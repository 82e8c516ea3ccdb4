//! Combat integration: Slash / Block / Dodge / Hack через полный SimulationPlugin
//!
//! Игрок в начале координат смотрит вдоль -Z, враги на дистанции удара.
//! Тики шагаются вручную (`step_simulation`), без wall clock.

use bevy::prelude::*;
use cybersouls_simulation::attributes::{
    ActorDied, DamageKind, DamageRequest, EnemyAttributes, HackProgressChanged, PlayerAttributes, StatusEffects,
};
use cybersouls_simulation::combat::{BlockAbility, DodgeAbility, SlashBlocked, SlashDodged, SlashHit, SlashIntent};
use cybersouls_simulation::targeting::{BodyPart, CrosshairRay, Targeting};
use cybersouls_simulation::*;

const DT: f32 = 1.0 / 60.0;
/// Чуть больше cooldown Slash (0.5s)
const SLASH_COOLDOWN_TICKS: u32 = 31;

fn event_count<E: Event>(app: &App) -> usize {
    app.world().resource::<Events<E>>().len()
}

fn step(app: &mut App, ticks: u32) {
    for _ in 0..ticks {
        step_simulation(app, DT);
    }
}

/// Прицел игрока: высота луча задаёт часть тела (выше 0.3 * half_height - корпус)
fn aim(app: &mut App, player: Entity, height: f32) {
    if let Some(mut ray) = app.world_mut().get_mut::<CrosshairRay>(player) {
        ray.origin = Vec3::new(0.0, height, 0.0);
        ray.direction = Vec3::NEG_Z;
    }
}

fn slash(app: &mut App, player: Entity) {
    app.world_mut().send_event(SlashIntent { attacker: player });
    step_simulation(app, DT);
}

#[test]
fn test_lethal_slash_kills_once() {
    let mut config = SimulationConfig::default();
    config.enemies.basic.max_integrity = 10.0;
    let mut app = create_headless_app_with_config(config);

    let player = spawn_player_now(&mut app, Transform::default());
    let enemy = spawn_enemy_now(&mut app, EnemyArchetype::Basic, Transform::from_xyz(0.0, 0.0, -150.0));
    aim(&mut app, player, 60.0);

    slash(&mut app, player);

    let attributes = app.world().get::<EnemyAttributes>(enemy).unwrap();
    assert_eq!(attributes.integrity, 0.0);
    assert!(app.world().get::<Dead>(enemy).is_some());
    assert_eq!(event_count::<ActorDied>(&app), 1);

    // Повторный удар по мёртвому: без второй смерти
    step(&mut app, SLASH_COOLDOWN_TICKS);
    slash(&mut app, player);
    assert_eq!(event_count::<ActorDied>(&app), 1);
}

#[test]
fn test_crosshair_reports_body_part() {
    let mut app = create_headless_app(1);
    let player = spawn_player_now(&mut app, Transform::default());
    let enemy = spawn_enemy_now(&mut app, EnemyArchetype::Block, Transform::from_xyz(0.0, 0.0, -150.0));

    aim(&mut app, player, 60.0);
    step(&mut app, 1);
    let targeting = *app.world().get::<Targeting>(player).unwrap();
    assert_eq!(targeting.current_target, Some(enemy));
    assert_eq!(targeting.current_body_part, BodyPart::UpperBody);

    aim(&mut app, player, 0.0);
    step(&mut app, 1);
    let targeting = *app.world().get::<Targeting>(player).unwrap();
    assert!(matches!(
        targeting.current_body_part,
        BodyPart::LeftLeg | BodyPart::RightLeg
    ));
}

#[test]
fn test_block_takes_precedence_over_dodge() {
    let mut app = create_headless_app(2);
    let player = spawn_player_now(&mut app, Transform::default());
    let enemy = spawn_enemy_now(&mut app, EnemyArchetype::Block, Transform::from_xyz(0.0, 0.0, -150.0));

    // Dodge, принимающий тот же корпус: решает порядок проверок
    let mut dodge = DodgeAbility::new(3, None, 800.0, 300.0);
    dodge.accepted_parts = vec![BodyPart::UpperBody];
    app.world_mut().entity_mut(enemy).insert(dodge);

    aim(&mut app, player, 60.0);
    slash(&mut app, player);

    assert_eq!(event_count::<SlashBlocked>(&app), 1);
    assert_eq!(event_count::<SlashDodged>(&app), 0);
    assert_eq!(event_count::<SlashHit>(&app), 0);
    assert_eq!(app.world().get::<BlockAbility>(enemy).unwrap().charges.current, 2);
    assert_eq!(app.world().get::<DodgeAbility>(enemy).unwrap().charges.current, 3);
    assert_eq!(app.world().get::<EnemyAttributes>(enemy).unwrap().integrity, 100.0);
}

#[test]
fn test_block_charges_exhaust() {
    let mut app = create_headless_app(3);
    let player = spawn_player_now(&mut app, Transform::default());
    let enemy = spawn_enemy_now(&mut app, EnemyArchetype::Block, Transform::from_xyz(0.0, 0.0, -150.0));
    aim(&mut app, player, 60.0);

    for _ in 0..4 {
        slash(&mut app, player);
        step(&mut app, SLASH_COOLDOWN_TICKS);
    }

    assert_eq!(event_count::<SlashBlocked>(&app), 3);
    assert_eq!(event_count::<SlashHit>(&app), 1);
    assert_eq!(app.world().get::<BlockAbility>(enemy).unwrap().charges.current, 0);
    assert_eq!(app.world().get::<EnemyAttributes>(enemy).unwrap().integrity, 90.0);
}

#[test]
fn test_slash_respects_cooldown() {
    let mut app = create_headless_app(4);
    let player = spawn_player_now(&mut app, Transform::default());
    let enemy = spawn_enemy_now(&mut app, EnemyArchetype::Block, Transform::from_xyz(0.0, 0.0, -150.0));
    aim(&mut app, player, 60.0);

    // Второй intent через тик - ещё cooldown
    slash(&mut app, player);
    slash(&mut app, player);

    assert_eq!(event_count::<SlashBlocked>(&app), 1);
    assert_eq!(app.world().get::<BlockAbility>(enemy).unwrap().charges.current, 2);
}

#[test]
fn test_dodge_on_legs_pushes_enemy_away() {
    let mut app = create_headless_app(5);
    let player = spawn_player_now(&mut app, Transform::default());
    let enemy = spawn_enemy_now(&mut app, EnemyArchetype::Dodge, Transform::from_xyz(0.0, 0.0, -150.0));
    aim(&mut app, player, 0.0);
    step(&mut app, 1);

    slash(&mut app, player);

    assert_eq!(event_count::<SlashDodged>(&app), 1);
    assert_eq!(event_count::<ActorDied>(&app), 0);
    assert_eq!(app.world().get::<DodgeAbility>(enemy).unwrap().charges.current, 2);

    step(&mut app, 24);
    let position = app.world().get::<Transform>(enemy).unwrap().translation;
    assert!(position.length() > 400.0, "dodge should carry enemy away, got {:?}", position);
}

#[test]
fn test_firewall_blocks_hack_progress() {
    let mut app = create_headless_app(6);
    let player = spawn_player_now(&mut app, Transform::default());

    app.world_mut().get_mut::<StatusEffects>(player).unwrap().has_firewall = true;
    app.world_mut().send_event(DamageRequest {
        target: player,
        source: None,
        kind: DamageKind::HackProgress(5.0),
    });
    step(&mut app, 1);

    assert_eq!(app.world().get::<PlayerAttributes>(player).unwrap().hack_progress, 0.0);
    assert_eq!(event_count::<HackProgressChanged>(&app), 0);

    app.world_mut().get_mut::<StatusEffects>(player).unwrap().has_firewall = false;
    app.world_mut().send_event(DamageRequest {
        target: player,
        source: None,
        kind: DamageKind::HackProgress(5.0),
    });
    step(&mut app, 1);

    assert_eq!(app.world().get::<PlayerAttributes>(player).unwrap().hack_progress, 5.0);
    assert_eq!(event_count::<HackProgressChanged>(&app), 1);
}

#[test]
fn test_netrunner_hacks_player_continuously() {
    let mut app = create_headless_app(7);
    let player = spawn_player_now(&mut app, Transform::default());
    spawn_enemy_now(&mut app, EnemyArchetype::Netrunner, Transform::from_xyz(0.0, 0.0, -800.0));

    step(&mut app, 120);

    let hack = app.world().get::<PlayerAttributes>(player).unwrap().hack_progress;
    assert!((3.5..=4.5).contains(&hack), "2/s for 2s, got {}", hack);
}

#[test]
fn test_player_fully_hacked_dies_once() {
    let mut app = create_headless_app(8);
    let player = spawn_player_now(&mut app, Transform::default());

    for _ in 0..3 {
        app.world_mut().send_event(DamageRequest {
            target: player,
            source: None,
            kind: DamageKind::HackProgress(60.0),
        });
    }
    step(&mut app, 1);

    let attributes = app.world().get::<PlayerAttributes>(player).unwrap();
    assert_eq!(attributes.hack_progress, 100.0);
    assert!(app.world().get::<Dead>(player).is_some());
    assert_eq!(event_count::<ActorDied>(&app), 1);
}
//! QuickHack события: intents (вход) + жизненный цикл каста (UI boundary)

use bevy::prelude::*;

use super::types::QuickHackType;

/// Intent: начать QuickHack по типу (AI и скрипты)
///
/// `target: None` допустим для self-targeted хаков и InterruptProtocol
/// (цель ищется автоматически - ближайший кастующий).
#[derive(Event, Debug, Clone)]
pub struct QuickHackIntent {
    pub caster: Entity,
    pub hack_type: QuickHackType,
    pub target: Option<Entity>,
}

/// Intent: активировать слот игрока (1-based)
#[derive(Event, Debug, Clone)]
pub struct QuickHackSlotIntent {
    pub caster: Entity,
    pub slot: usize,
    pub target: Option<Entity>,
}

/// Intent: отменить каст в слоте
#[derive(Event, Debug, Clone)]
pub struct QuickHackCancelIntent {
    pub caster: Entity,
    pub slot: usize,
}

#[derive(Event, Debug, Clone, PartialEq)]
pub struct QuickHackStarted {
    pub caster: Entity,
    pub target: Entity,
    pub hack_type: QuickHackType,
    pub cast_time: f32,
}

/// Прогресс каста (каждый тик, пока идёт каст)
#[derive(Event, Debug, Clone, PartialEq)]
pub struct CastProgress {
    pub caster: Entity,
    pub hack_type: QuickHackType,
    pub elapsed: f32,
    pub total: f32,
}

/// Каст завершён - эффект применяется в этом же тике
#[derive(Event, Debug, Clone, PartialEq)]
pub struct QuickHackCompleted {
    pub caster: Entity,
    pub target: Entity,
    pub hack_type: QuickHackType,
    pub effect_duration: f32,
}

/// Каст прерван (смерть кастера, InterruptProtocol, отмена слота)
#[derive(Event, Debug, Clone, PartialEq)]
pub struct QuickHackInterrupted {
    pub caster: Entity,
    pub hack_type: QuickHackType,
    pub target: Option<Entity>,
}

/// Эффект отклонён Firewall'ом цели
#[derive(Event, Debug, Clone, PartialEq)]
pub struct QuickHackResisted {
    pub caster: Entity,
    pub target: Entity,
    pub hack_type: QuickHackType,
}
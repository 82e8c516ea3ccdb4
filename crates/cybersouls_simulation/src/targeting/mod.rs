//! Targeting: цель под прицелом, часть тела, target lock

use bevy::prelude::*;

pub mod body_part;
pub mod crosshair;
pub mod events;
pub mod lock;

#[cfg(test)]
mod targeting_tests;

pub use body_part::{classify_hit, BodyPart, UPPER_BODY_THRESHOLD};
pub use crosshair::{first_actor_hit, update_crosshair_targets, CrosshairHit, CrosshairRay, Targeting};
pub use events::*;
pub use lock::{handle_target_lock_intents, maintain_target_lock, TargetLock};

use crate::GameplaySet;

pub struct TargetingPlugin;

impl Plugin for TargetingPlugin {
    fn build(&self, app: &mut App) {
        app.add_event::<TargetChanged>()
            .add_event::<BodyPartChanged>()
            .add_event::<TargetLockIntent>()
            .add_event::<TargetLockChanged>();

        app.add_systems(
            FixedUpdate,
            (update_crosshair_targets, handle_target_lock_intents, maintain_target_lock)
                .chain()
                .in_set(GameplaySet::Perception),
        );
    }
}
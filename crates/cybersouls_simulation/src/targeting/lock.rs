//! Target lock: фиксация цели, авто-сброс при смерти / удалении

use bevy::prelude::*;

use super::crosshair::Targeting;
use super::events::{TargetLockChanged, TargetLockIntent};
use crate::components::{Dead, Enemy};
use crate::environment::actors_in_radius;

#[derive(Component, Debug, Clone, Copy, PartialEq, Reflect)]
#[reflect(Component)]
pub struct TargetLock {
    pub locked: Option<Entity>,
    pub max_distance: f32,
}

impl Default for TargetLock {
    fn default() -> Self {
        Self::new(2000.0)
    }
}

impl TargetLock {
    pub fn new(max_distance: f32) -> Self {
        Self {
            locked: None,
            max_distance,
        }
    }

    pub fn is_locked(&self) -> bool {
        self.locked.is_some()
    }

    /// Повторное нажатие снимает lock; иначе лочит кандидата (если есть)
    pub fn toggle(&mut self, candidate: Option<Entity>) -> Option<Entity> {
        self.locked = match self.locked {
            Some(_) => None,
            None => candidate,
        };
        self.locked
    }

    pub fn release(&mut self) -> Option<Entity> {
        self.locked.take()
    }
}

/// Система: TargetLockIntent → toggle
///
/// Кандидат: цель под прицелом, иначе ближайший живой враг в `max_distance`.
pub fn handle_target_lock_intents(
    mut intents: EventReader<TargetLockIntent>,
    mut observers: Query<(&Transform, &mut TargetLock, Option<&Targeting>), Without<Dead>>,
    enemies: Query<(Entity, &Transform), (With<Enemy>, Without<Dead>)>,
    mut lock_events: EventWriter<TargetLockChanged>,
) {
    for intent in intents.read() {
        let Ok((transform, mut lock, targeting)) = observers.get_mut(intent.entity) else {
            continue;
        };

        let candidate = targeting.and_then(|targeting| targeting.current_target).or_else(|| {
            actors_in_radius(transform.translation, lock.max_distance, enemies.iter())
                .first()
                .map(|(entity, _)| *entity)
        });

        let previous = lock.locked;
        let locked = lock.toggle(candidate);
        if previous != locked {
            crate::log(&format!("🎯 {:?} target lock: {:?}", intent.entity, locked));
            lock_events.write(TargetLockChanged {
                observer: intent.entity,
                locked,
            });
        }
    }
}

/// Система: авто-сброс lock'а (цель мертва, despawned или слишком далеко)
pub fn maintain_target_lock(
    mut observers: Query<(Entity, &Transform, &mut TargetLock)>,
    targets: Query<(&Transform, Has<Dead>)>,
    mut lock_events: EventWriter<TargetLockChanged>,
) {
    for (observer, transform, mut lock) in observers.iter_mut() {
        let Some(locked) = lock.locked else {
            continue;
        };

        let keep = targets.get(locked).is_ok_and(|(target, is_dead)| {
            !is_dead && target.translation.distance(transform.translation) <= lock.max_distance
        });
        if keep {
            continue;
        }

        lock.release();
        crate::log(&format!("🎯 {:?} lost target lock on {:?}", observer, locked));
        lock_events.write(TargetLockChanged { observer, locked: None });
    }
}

EXERCISE GOAL
Would you please return every line in the listing where "DamageRequest" shows up?

ANSWER AREA
    ActorDied, DamageKind, DamageRequest, EnemyAttributes, HackProgressChanged, PlayerAttributes, StatusEffects,
    app.world_mut().send_event(DamageRequest {
    app.world_mut().send_event(DamageRequest {
        app.world_mut().send_event(DamageRequest {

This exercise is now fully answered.